La tesi della c.d. validità sopravvenuta degli atti di separata disposizione degli spazi di parcheggio
La salvezza degli atti di alienazione separata degli spazi di parcheggio confliggenti con il divieto, giova ribadirlo, di pura creazione giurisprudenziale [nota 26], sarebbe invece garantita indiscriminatamente, fatti sempre salvi gli effetti del giudicato, ove si accedesse all'idea della "validità sopravvenuta" per effetto della rimozione legislativa del vincolo alla piena disponibilità dei posti auto.
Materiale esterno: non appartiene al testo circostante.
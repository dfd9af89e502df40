use serde::{Deserialize, Serialize};
use uuid::Uuid;

use crate::services::ranking_service::{RankingOrder, UserRankingData};

#[derive(Debug, Clone, Serialize, Deserialize, Default)]
#[serde(default)]
pub struct RankingQuery {
    pub order: Option<RankingOrder>,
}

#[derive(Debug, Clone, Serialize, Deserialize)]
pub struct RankingRowResponse {
    pub user_id: Uuid,
    pub nickname: String,
    pub total_points: i32,
    pub total_questions: i32,
    pub total_quizzes: i32,
    pub average_accuracy: f64,
}

impl From<UserRankingData> for RankingRowResponse {
    fn from(row: UserRankingData) -> Self {
        Self {
            user_id: row.user_id,
            nickname: row.nickname,
            total_points: row.total_points,
            total_questions: row.total_questions,
            total_quizzes: row.total_quizzes,
            average_accuracy: row.average_accuracy,
        }
    }
}

#[derive(Debug, Clone, Serialize, Deserialize)]
pub struct RankingListResponse {
    pub order: RankingOrder,
    pub items: Vec<RankingRowResponse>,
}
Si tratta di una figura sostanzialmente misconosciuta in dottrina, la quale viceversa ha avuto modo di occuparsi diffusamente dell'ipotesi opposta, e cioè quella dell'invalidità sopravvenuta, che - sub specie di inefficacia sopravvenuta - ha trovato in diverse occasioni applicazione nei nostri tribunali.
Esemplare, in tal senso, è la giurisprudenza formatasi nei pochi anni trascorsi tra l'entrata in vigore della legge n. 108 del 7 marzo 1996, in tema di usura, e l'approvazione della legge n. 24 del 28 febbraio 2001, non a caso denominata "salva-banche", giurisprudenza che affermava il principio in virtù del quale, in tema di contratto di mutuo, la pattuizione di interessi moratori a tasso divenuto usurario a seguito della legge n. 108 del 1996 è illegittima, anche se convenuta in epoca antecedente all'entrata in vigore di detta legge, limitatamente alla parte di rapporto a quella data non ancora esaurito [nota 27].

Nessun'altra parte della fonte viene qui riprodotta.